» **PROBLEM TO WORK ON**
Write out the records again, exactly, leaving none out.

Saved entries
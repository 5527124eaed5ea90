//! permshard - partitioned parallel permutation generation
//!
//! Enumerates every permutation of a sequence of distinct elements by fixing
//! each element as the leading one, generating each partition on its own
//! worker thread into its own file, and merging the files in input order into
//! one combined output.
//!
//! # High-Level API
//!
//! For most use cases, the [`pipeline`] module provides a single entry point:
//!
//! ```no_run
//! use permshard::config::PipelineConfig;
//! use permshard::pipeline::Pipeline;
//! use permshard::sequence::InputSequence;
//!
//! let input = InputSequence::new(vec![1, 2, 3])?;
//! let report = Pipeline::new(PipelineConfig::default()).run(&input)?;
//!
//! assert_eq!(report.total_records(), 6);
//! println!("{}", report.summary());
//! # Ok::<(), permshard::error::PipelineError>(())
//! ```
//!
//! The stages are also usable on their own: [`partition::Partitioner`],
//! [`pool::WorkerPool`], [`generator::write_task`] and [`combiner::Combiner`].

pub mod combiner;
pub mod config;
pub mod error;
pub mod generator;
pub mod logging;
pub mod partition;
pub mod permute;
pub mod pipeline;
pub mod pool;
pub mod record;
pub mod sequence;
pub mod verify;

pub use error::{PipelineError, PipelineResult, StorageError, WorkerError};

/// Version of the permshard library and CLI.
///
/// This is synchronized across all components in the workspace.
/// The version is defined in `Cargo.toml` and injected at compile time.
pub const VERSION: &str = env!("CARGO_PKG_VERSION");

» **SOLUTION FOR THIS TASK**
repository 5527124eaed5ea90
//! permshard - partitioned parallel permutation generation
//!
//! Enumerates every permutation of a sequence of distinct elements by fixing
//! each element as the leading one, generating each partition on its own
//! worker thread into its own file, and merging the files in input order into
//! one combined output.
//!
//! # High-Level API
//!
//! For most use cases, the [`pipeline`] module provides a single entry point:
//!
//! ```no_run
//! use permshard::config::PipelineConfig;
//! use permshard::pipeline::Pipeline;
//! use permshard::sequence::InputSequence;
//!
//! let input = InputSequence::new(vec![1, 2, 3])?;
//! let report = Pipeline::new(PipelineConfig::default()).run(&input)?;
//!
//! assert_eq!(report.total_records(), 6);
//! println!("{}", report.summary());
//! # Ok::<(), permshard::error::PipelineError>(())
//! ```
//!
//! The stages are also usable on their own: [`partition::Partitioner`],
//! [`pool::WorkerPool`], [`generator::write_task`] and [`combiner::Combiner`].

pub mod combiner;
pub mod config;
pub mod error;
pub mod generator;
pub mod logging;
pub mod partition;
pub mod permute;
pub mod pipeline;
pub mod pool;
pub mod record;
pub mod sequence;
pub mod verify;

pub use error::{PipelineError, PipelineResult, StorageError, WorkerError};

/// Version of the permshard library and CLI.
///
/// This is synchronized across all components in the workspace.
/// The version is defined in `Cargo.toml` and injected at compile time.
pub const VERSION: &str = env!("CARGO_PKG_VERSION");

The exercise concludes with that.